* _INSTRUCTIONS TO FOLLOW_
Scan the records that follow, and whenever a line has the word "listener", copy it.

* _THE INPUT_
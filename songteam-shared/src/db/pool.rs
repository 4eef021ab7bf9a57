/// PostgreSQL connection pool
///
/// Both binaries build their pool here so connection limits and timeouts are
/// configured the same way everywhere. A health check runs before the pool is
/// handed out, so a bad `DATABASE_URL` fails at startup, not on the first
/// request.
///
/// # Example
///
/// ```no_run
/// use songteam_shared::db::pool::{create_pool, DatabaseConfig};
///
/// #[tokio::main]
/// async fn main() -> Result<(), Box<dyn std::error::Error>> {
///     let pool = create_pool(DatabaseConfig::from_env()?).await?;
///
///     let row: (i64,) = sqlx::query_as("SELECT $1")
///         .bind(42i64)
///         .fetch_one(&pool)
///         .await?;
///
///     Ok(())
/// }
/// ```

use serde::Serialize;
use sqlx::postgres::{PgPool, PgPoolOptions};
use std::env;
use std::time::Duration;
use tracing::{debug, info, warn};

/// Pool settings. Timeouts are in seconds so they map directly onto env vars.
#[derive(Debug, Clone)]
pub struct DatabaseConfig {
    /// PostgreSQL connection URL
    pub url: String,

    /// Upper bound on open connections (default 10)
    pub max_connections: u32,

    /// Connections kept warm while idle (default 2)
    pub min_connections: u32,

    /// How long `acquire` waits for a free connection (default 30)
    pub connect_timeout_seconds: u64,

    /// Idle connections are closed after this long (default 600)
    pub idle_timeout_seconds: Option<u64>,

    /// Connections are recycled after this long (default 1800)
    pub max_lifetime_seconds: Option<u64>,

    /// Ping connections before handing them out (default true)
    pub test_before_acquire: bool,
}

impl Default for DatabaseConfig {
    fn default() -> Self {
        Self {
            url: String::new(),
            max_connections: 10,
            min_connections: 2,
            connect_timeout_seconds: 30,
            idle_timeout_seconds: Some(600),
            max_lifetime_seconds: Some(1800),
            test_before_acquire: true,
        }
    }
}

/// Error raised when pool settings can't be read from the environment
#[derive(Debug, thiserror::Error)]
pub enum DatabaseConfigError {
    #[error("DATABASE_URL environment variable is required")]
    MissingUrl,

    #[error("Invalid value for {name}: {value}")]
    InvalidValue { name: &'static str, value: String },
}

impl DatabaseConfig {
    /// Reads `DATABASE_URL` and `DATABASE_MAX_CONNECTIONS`
    ///
    /// Everything else keeps its default.
    pub fn from_env() -> Result<Self, DatabaseConfigError> {
        let url = env::var("DATABASE_URL").map_err(|_| DatabaseConfigError::MissingUrl)?;

        let mut config = Self {
            url,
            ..Default::default()
        };

        if let Ok(value) = env::var("DATABASE_MAX_CONNECTIONS") {
            config.max_connections = value
                .parse()
                .map_err(|_| DatabaseConfigError::InvalidValue {
                    name: "DATABASE_MAX_CONNECTIONS",
                    value,
                })?;
        }

        Ok(config)
    }
}

/// Creates the pool and verifies the database answers
///
/// # Errors
///
/// Returns an error if the URL is invalid, the database is unreachable, or
/// the health check fails.
pub async fn create_pool(config: DatabaseConfig) -> Result<PgPool, sqlx::Error> {
    info!(
        max_connections = config.max_connections,
        min_connections = config.min_connections,
        connect_timeout_seconds = config.connect_timeout_seconds,
        "Creating database connection pool"
    );

    let mut options = PgPoolOptions::new()
        .max_connections(config.max_connections)
        .min_connections(config.min_connections)
        .acquire_timeout(Duration::from_secs(config.connect_timeout_seconds))
        .test_before_acquire(config.test_before_acquire);

    if let Some(idle) = config.idle_timeout_seconds {
        options = options.idle_timeout(Duration::from_secs(idle));
    }

    if let Some(lifetime) = config.max_lifetime_seconds {
        options = options.max_lifetime(Duration::from_secs(lifetime));
    }

    let pool = options.connect(&config.url).await?;
    health_check(&pool).await?;

    info!("Database connection pool ready");
    Ok(pool)
}

/// Runs `SELECT 1` against the pool
pub async fn health_check(pool: &PgPool) -> Result<(), sqlx::Error> {
    debug!("Performing database health check");

    let (value,): (i32,) = sqlx::query_as("SELECT 1").fetch_one(pool).await?;

    if value != 1 {
        warn!(value, "Database health check returned unexpected value");
        return Err(sqlx::Error::Protocol(
            "Health check returned unexpected value".into(),
        ));
    }

    Ok(())
}

/// Snapshot of pool usage, reported by the health endpoint
#[derive(Debug, Clone, Serialize)]
pub struct PoolStats {
    pub active_connections: usize,
    pub idle_connections: usize,
    pub total_connections: usize,
}

pub fn get_pool_stats(pool: &PgPool) -> PoolStats {
    let size = pool.size();
    let idle = pool.num_idle() as u32;

    PoolStats {
        active_connections: size.saturating_sub(idle) as usize,
        idle_connections: idle as usize,
        total_connections: size as usize,
    }
}

/// Closes every connection; call during shutdown
pub async fn close_pool(pool: PgPool) {
    info!("Closing database connection pool");
    pool.close().await;
}

#[cfg(test)]
mod tests {
    use super::*;

    #[test]
    fn test_database_config_default() {
        let config = DatabaseConfig::default();
        assert_eq!(config.max_connections, 10);
        assert_eq!(config.min_connections, 2);
        assert_eq!(config.connect_timeout_seconds, 30);
        assert_eq!(config.idle_timeout_seconds, Some(600));
        assert_eq!(config.max_lifetime_seconds, Some(1800));
        assert!(config.test_before_acquire);
    }

    #[test]
    fn test_config_error_messages() {
        assert_eq!(
            DatabaseConfigError::MissingUrl.to_string(),
            "DATABASE_URL environment variable is required"
        );
        let err = DatabaseConfigError::InvalidValue {
            name: "DATABASE_MAX_CONNECTIONS",
            value: "lots".to_string(),
        };
        assert_eq!(err.to_string(), "Invalid value for DATABASE_MAX_CONNECTIONS: lots");
    }
}
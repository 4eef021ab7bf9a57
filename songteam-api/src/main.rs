//! # SongTeam API Server
//!
//! JSON API for teams, accomplishments, song generation, credits and
//! Stripe billing.
//!
//! ## Usage
//!
//! ```bash
//! DATABASE_URL=postgresql://... JWT_SECRET=... cargo run -p songteam-api
//! ```
//!
//! Set `LOG_FORMAT=json` for structured log output.

use songteam_api::{app, app::AppState, config::Config};
use songteam_shared::db::{
    migrations::run_migrations,
    pool::{create_pool, health_check, DatabaseConfig},
};
use songteam_worker::generator::{HttpSongGenerator, MockGenerator, SongGenerator};
use songteam_worker::timeout::GenerationTimeout;
use std::sync::Arc;
use tracing_subscriber::{layer::SubscriberExt, util::SubscriberInitExt};

fn init_tracing() {
    let filter = tracing_subscriber::EnvFilter::try_from_default_env()
        .unwrap_or_else(|_| "songteam_api=debug,songteam_worker=debug,tower_http=debug".into());

    let json = std::env::var("LOG_FORMAT")
        .map(|v| v.eq_ignore_ascii_case("json"))
        .unwrap_or(false);

    if json {
        tracing_subscriber::registry()
            .with(filter)
            .with(tracing_subscriber::fmt::layer().json())
            .init();
    } else {
        tracing_subscriber::registry()
            .with(filter)
            .with(tracing_subscriber::fmt::layer())
            .init();
    }
}

fn build_generator(config: &Config) -> anyhow::Result<Arc<dyn SongGenerator>> {
    match &config.generation.api_url {
        Some(url) => {
            let timeout = GenerationTimeout::from_config(config.generation.timeout_secs);
            let generator =
                HttpSongGenerator::new(url.clone(), config.generation.api_key.clone(), timeout.duration())?;
            tracing::info!(endpoint = %url, timeout_secs = timeout.duration().as_secs(), "Using song engine");
            Ok(Arc::new(generator))
        }
        None => {
            tracing::warn!("SONG_GENERATION_API_URL not set; songs will be produced by the mock generator");
            Ok(Arc::new(MockGenerator::succeeding()))
        }
    }
}

async fn connect_redis(url: &str) -> Option<redis::aio::ConnectionManager> {
    let client = match redis::Client::open(url) {
        Ok(client) => client,
        Err(e) => {
            tracing::warn!(error = %e, "Invalid REDIS_URL; rate limiting disabled");
            return None;
        }
    };

    match redis::aio::ConnectionManager::new(client).await {
        Ok(manager) => {
            tracing::info!("Rate limiting enabled");
            Some(manager)
        }
        Err(e) => {
            tracing::warn!(error = %e, "Redis unreachable; rate limiting disabled");
            None
        }
    }
}

async fn shutdown_signal() {
    if let Err(e) = tokio::signal::ctrl_c().await {
        tracing::error!(error = %e, "Failed to listen for shutdown signal");
        return;
    }
    tracing::info!("Shutdown signal received");
}

#[tokio::main]
async fn main() -> anyhow::Result<()> {
    dotenvy::dotenv().ok();
    init_tracing();

    tracing::info!("SongTeam API Server v{} starting...", env!("CARGO_PKG_VERSION"));

    let config = Config::from_env()?;

    let pool = create_pool(DatabaseConfig {
        url: config.database.url.clone(),
        max_connections: config.database.max_connections,
        ..DatabaseConfig::default()
    })
    .await?;
    health_check(&pool).await?;
    run_migrations(&pool).await?;

    let generator = build_generator(&config)?;

    let redis = match &config.rate_limit.redis_url {
        Some(url) => connect_redis(url).await,
        None => None,
    };

    if config.stripe.secret_key.is_none() {
        tracing::warn!("STRIPE_SECRET_KEY not set; checkout is disabled");
    }

    let bind_address = config.bind_address();

    let mut state = AppState::new(pool.clone(), config, generator);
    if let Some(redis) = redis {
        state = state.with_redis(redis);
    }

    let router = app::build_router(state);

    let listener = tokio::net::TcpListener::bind(&bind_address).await?;
    tracing::info!("Server listening on http://{}", bind_address);

    axum::serve(listener, router)
        .with_graceful_shutdown(shutdown_signal())
        .await?;

    pool.close().await;
    tracing::info!("Server stopped");

    Ok(())
}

* _ANSWER TO THE EXERCISE_
    let listener = tokio::net::TcpListener::bind(&bind_address).await?;
    axum::serve(listener, router)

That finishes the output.